In a new paper published online tomorrow, Magnus Robb and his colleagues returned to the mountains of Oman where they captured and released an Omani Owl with the permission of the Omani Ministry of Environment and Climate Affairs, as part of a joint conservation project with the Environment Society of Oman and BirdLife International. Feathers and blood from the owl corroborated both teams' findings that there are two different Strix species in the Middle East. DNA analysis shows that Omani Owl is the same as Strix butleri, and the other species is the recently named but much better known Desert Owl (S. hadorami), previously known as Hume's Owl.

So when Magnus heard unknown sounds of an owl in March 2013, he was in fact rediscovering a species previously known from just one tatty old specimen in The Natural History Museum (Tring, England) said to be from Pakistan, and collected 135 years earlier.
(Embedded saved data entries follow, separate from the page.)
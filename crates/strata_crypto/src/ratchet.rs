//! Symmetric ratcheting session over the cascade cipher.
//!
//! State:
//!   RK_0  root key, used only to seed the two chains
//!   CK    one chain key per direction, replaced after every message on it
//!   n     per-chain message counter, bound into every envelope as associated data
//!
//! Chains:
//!   RK_0            = HKDF(shared, "ratchet-init")
//!   CK^r_0          = HKDF(RK_0,    "ratchet-step/<r>")
//!   CK^r_{n+1}      = HKDF(CK^r_n,  "ratchet-step/<r>")
//!
//! `r` is the role of the sending side. A session sends on its own role's
//! chain and receives on its peer's, so two peers sending at the same step
//! never share a key. Within one direction messages must arrive in order and
//! a lost message stalls that direction. Compromise of CK^r_n does not expose
//! messages 0..n on that chain.

use std::fmt;

use zeroize::Zeroizing;

use crate::{
    cipher::CascadeCipher,
    config::CipherConfig,
    envelope::Envelope,
    error::{CryptoError, Result},
    kdf::{self, SecretKey},
    kex::{self, KeyExchange},
};

const RATCHET_SALT: &[u8] = b"strata/ratchet/v1";
const RATCHET_INIT: &[u8] = b"ratchet-init";
const STEP_INITIATOR: &[u8] = b"ratchet-step/initiator";
const STEP_RESPONDER: &[u8] = b"ratchet-step/responder";
const FINGERPRINT_CONTEXT: &str = "strata 2024 ratchet base-secret fingerprint";

/// Which side of the session this is. Peers must hold opposite roles.
#[derive(Debug, Clone, Copy, PartialEq, Eq, Hash)]
pub enum SessionRole {
    Initiator,
    Responder,
}

impl SessionRole {
    pub fn peer(self) -> Self {
        match self {
            Self::Initiator => Self::Responder,
            Self::Responder => Self::Initiator,
        }
    }

    fn step_label(self) -> &'static [u8] {
        match self {
            Self::Initiator => STEP_INITIATOR,
            Self::Responder => STEP_RESPONDER,
        }
    }
}

/// One direction of the session.
struct Chain {
    key: SecretKey,
    cipher: CascadeCipher,
    count: u64,
    label: &'static [u8],
}

impl Chain {
    fn start(root: &SecretKey, owner: SessionRole, config: &CipherConfig) -> Result<Self> {
        let label = owner.step_label();
        Self::at(kdf::expand_key(root.as_bytes(), RATCHET_SALT, label)?, 0, label, config)
    }

    fn at(key: SecretKey, count: u64, label: &'static [u8], config: &CipherConfig) -> Result<Self> {
        Ok(Self {
            cipher: CascadeCipher::with_config(&key, config.clone())?,
            key,
            count,
            label,
        })
    }

    fn ensure_counter(&self) -> Result<()> {
        if self.count == u64::MAX {
            return Err(CryptoError::CounterExhausted);
        }
        Ok(())
    }

    fn message_aad(&self, aad: &[u8]) -> Vec<u8> {
        let mut ad = Vec::with_capacity(8 + aad.len());
        ad.extend_from_slice(&self.count.to_be_bytes());
        ad.extend_from_slice(aad);
        ad
    }

    fn advance(&mut self, config: &CipherConfig) -> Result<()> {
        let next = kdf::expand_key(self.key.as_bytes(), RATCHET_SALT, self.label)?;
        self.cipher = CascadeCipher::with_config(&next, config.clone())?;
        // The previous key is zeroized as it is dropped here.
        self.key = next;
        self.count += 1;
        Ok(())
    }
}

pub struct RatchetSession {
    role: SessionRole,
    send: Chain,
    recv: Chain,
    base_fingerprint: [u8; 16],
    config: CipherConfig,
}

impl RatchetSession {
    /// Start a session from an already-derived shared key. The peer must
    /// start with the opposite `role`.
    pub fn new(shared: &SecretKey, role: SessionRole) -> Result<Self> {
        Self::with_config(shared, role, CipherConfig::default())
    }

    pub fn with_config(shared: &SecretKey, role: SessionRole, config: CipherConfig) -> Result<Self> {
        let root = kdf::expand_key(shared.as_bytes(), RATCHET_SALT, RATCHET_INIT)?;
        let send = Chain::start(&root, role, &config)?;
        let recv = Chain::start(&root, role.peer(), &config)?;

        let digest = blake3::derive_key(FINGERPRINT_CONTEXT, shared.as_bytes());
        let mut base_fingerprint = [0u8; 16];
        base_fingerprint.copy_from_slice(&digest[..16]);

        Ok(Self {
            role,
            send,
            recv,
            base_fingerprint,
            config,
        })
    }

    /// Run the exchange against `peer_public_key` and start a session from
    /// the derived key. The side with the lower public key is the initiator.
    pub fn from_exchange(exchange: &KeyExchange, peer_public_key: &[u8]) -> Result<Self> {
        let peer = kex::validate_public_key(peer_public_key)?;
        let own = exchange.public_key();
        let role = match own.cmp(&peer) {
            std::cmp::Ordering::Less => SessionRole::Initiator,
            std::cmp::Ordering::Greater => SessionRole::Responder,
            std::cmp::Ordering::Equal => {
                return Err(CryptoError::InvalidKey(
                    "peer public key equals our own".into(),
                ))
            }
        };
        let shared = exchange.derive_session_key(&peer)?;
        Self::new(&shared, role)
    }

    /// Encrypt the next message on the sending chain.
    pub fn encrypt(&mut self, plaintext: &[u8], aad: &[u8]) -> Result<Envelope> {
        self.send.ensure_counter()?;
        let envelope = self
            .send
            .cipher
            .encrypt_with_aad(plaintext, &self.send.message_aad(aad))?;
        self.send.advance(&self.config)?;
        tracing::debug!(sent = self.send.count, "ratchet advanced");
        Ok(envelope)
    }

    /// Decrypt the next message on the receiving chain. On failure nothing
    /// advances.
    pub fn decrypt(&mut self, envelope: &[u8], aad: &[u8]) -> Result<Zeroizing<Vec<u8>>> {
        self.recv.ensure_counter()?;
        let plaintext = self
            .recv
            .cipher
            .decrypt_with_aad(envelope, &self.recv.message_aad(aad))?;
        self.recv.advance(&self.config)?;
        tracing::debug!(received = self.recv.count, "ratchet advanced");
        Ok(plaintext)
    }

    pub fn role(&self) -> SessionRole {
        self.role
    }

    /// Messages sent plus messages received.
    pub fn message_count(&self) -> u64 {
        self.send.count.saturating_add(self.recv.count)
    }

    pub fn sent_count(&self) -> u64 {
        self.send.count
    }

    pub fn received_count(&self) -> u64 {
        self.recv.count
    }

    /// Hex digest identifying the base secret. Both peers of a session see
    /// the same value; it reveals nothing about the secret.
    pub fn base_secret_fingerprint(&self) -> String {
        hex::encode(self.base_fingerprint)
    }

    /// Receive-only session positioned on `owner`'s chain at `count`.
    #[cfg(test)]
    fn resume(chain_key: SecretKey, owner: SessionRole, count: u64) -> Result<Self> {
        let config = CipherConfig::default();
        let recv = Chain::at(chain_key, count, owner.step_label(), &config)?;
        let send = Chain::at(SecretKey::generate(), 0, owner.peer().step_label(), &config)?;
        Ok(Self {
            role: owner.peer(),
            send,
            recv,
            base_fingerprint: [0u8; 16],
            config,
        })
    }
}

impl fmt::Debug for RatchetSession {
    fn fmt(&self, f: &mut fmt::Formatter<'_>) -> fmt::Result {
        f.debug_struct("RatchetSession")
            .field("role", &self.role)
            .field("chain_keys", &"<redacted>")
            .field("sent", &self.send.count)
            .field("received", &self.recv.count)
            .field("base_fingerprint", &self.base_secret_fingerprint())
            .finish()
    }
}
The new paper also examines DNA from a mystery owl discovered in Mashhad, north-eastern Iran, in January 2015. Babak Musavi and Ali Khani took four feathers for DNA analysis, which the team showed was also of an Omani Owl, the first confirmation that it still exists outside the Arabian peninsula and 1300 km from the nearest record of this species.

This new study once again underscores that much remains to be learned from owls. Magnus Robb's recently published book Undiscovered Owls describes his work on owls in detail.

The full paper can now be downloaded by clicking here.

Reference

Robb, MS, Sangster, G, Aliabadian, M, van den Berg, AB, Constantine, M, Irestedt, M, Khani, A, Musavi, SB, Nunes, JM, Sarrouf Willson, M & Walsh, AJ (2015). The rediscovery of Strix butleri (Hume, 1878) in Oman and Iran, with molecular resolution of the identity of Strix omanensis Robb, van den Berg and Constantine, 2013. Available online at biorxiv.org.